Anyone have a good introductory article about these tools (and others like Vagrant etc)? I keep hearing about them, but so far, have been managing a single VPS fine with ssh+git, with supervisord thrown in. Am I missing out by not using these?


I'm working on Ansible for DevOps[1]. You can download a preview, which has a couple good chapters on setup and initial usage. Even for managing one server, a configuration management tool is a major help; I've started using Ansible to manage my Mac workstation as well[2] (so I can keep my two Macs in pretty much perfect sync).

I only assume the reader has basic command-line familiarity, but I try to make the writing approachable for both newer admins and veterans.

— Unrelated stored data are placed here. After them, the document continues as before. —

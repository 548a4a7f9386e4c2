//! Server and exporter contracts.

use std::sync::Arc;

use crate::{
    CoreError, Destroyable, ExtensionFactory, ExtensionLifecycle, MessageHandler, Name, Provider,
    WithUrl,
};

/// An RPC server: listens on its URL's port and feeds incoming requests to a
/// message handler.
///
/// Servers are shared once opened, so all methods take `&self`;
/// implementations keep their mutable state behind their own locks.
pub trait Server: Name + WithUrl + Destroyable + ExtensionLifecycle + Send + Sync {
    fn set_message_handler(&self, handler: Arc<dyn MessageHandler>);

    fn message_handler(&self) -> Option<Arc<dyn MessageHandler>>;

    /// Start serving.
    ///
    /// With `block` the call only returns when the server shuts down;
    /// otherwise it returns once the listener is up. `proxy` marks the
    /// server as forwarding proxied calls.
    fn open(
        &self,
        block: bool,
        proxy: bool,
        handler: Arc<dyn MessageHandler>,
        factory: Arc<ExtensionFactory>,
    ) -> Result<(), CoreError>;
}

/// Manages the exported lifetime of one service on one server.
pub trait Exporter: WithUrl + Send + Sync {
    fn export(
        &mut self,
        server: Arc<dyn Server>,
        factory: Arc<ExtensionFactory>,
    ) -> Result<(), CoreError>;

    fn unexport(&mut self) -> Result<(), CoreError>;

    fn set_provider(&mut self, provider: Arc<dyn Provider>);

    fn provider(&self) -> Option<Arc<dyn Provider>>;

    /// Mark the exported service as taking traffic.
    fn available(&self);

    /// Take the exported service out of rotation without unexporting it.
    fn unavailable(&self);

    fn is_available(&self) -> bool;
}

[1] https://leanpub.com/ansible-for-devops

[2] https://github.com/geerlingguy/mac-dev-playbook


I actually discovered your book yesterday and got very excited about it! What is your target release date for it?


I hope to have the first draft complete by summer. I'm planning on pushing out a new chapter every couple weeks, and already have notes and material for four more chapters... Just need to keep writing.

Right now I'm working on a chapter on security, and another on Roles, and will probably publish an updated version next week.

I'm also working on getting one or two really good technical editors, as right now I'm basically doing my own editing as I go, one chapter at a time. Once I feel comfortable with where the book is, I'll be publishing on Amazon so people can get a hard copy.


Have you considered doing an early access program or draft editor list? I would be interested in either if you chose to do so.


I'm publishing as I go on LeanPub; I've written a little about the process so far on Server Check.in[1]. I'll probably work on getting the book on Amazon/Kindle before it's in its '1.0' state, but LeanPub will always have the latest version of the book (including after the '1.0' release).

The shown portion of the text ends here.